## WHAT YOU NEED TO DO
Please copy each line of the listing that includes the string "fields".

┄┄┄┄┄┄┄┄┄┄

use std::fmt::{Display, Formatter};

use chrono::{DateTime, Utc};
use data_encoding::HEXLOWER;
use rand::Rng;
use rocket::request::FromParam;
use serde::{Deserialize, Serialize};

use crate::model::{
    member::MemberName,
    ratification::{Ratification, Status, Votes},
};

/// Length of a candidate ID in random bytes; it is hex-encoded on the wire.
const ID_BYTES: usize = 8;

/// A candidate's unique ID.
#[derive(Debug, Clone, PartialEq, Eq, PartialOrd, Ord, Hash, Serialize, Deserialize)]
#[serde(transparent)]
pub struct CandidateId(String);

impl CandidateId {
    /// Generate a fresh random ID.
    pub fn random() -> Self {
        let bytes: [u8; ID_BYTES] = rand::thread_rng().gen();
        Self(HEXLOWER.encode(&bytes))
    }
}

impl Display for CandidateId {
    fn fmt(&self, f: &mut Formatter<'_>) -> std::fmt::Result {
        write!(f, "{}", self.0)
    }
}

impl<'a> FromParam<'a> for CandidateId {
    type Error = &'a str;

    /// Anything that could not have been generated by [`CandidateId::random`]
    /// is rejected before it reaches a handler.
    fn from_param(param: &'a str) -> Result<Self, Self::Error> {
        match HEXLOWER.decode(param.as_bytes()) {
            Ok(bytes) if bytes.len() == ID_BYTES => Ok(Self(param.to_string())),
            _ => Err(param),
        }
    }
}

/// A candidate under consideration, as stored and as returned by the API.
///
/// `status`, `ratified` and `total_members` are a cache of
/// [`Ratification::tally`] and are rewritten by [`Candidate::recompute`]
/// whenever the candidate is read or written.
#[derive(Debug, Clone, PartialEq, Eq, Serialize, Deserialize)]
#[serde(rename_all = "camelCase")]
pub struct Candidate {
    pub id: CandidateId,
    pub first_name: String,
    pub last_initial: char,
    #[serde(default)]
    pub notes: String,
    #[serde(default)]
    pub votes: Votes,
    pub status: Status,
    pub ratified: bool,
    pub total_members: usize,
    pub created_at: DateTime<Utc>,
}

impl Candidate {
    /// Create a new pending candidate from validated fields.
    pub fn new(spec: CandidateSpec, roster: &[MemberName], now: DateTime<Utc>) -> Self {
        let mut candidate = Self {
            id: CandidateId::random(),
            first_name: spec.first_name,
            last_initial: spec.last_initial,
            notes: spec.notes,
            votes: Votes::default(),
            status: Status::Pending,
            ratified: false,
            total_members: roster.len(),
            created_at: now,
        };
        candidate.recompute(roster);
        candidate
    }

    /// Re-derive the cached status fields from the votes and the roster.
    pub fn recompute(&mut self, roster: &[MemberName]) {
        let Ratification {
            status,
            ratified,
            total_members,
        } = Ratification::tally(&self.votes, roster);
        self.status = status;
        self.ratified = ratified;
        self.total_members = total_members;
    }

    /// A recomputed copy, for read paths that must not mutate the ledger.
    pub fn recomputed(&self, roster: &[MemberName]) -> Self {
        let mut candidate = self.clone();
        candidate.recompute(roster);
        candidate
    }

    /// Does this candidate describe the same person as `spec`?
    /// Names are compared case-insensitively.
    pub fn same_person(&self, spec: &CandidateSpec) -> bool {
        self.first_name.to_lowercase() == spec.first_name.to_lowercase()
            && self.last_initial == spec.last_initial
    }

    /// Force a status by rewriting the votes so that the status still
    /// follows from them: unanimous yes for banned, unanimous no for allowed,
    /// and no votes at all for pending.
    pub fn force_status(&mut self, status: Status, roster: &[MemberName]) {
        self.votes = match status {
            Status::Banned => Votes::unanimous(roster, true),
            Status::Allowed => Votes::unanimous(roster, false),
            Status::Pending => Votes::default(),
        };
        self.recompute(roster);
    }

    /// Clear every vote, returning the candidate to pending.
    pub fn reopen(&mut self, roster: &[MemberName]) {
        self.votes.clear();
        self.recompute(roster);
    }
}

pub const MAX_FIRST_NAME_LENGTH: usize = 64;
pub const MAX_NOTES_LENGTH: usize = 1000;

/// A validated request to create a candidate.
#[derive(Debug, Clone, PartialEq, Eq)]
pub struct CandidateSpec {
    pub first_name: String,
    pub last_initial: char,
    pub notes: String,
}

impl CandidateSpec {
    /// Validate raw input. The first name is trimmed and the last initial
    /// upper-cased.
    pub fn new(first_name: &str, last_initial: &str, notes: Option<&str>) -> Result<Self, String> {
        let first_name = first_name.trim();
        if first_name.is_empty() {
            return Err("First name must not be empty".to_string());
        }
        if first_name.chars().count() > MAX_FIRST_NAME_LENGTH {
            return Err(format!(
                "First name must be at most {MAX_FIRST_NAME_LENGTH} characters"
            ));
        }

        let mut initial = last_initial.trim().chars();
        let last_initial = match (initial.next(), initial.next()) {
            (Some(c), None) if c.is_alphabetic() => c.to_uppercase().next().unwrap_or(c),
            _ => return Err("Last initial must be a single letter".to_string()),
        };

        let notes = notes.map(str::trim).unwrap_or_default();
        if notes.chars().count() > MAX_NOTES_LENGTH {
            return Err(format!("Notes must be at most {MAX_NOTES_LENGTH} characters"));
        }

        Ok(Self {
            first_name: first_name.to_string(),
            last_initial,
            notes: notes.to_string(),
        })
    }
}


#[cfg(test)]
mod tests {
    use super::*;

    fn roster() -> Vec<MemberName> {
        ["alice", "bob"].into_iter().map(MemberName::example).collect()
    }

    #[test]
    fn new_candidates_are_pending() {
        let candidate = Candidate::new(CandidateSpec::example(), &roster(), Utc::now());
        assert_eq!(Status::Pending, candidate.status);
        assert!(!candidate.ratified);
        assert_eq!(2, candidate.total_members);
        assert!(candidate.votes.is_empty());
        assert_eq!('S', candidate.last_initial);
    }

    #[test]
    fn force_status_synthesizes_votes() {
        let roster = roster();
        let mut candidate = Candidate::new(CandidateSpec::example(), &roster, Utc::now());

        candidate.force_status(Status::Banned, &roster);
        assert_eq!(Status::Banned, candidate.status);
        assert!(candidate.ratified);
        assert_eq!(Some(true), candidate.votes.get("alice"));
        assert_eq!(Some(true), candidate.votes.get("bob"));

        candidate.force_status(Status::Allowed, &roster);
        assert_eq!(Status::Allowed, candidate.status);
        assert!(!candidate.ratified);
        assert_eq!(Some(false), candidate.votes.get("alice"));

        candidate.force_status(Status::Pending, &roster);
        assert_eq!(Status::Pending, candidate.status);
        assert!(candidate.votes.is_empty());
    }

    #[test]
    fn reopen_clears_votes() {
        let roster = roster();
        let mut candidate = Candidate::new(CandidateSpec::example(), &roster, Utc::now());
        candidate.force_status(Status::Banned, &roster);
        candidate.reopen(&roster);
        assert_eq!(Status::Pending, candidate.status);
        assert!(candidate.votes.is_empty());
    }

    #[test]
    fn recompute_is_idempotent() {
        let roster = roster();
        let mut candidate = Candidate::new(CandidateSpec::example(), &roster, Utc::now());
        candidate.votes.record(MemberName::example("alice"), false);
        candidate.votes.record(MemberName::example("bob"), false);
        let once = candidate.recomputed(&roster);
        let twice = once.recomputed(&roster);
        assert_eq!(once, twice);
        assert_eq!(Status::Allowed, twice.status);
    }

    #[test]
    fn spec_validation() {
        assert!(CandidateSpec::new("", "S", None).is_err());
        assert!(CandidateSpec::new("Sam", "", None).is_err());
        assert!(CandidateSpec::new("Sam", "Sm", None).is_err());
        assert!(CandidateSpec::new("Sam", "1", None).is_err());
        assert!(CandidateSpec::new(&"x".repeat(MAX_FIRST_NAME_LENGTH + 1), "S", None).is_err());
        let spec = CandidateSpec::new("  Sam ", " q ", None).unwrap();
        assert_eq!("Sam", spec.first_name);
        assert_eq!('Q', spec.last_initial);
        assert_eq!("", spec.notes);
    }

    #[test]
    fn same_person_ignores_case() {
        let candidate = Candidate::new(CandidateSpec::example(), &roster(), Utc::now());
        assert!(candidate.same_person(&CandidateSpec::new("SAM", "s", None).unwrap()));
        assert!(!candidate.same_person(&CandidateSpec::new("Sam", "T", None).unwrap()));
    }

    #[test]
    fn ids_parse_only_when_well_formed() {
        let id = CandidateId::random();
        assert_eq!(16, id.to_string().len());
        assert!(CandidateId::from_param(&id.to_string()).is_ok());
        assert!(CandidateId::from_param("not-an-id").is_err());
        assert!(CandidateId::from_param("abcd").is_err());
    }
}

┄┄┄┄┄┄┄┄┄┄

## ANSWER BOX
    /// Create a new pending candidate from validated fields.
    /// Re-derive the cached status fields from the votes and the roster.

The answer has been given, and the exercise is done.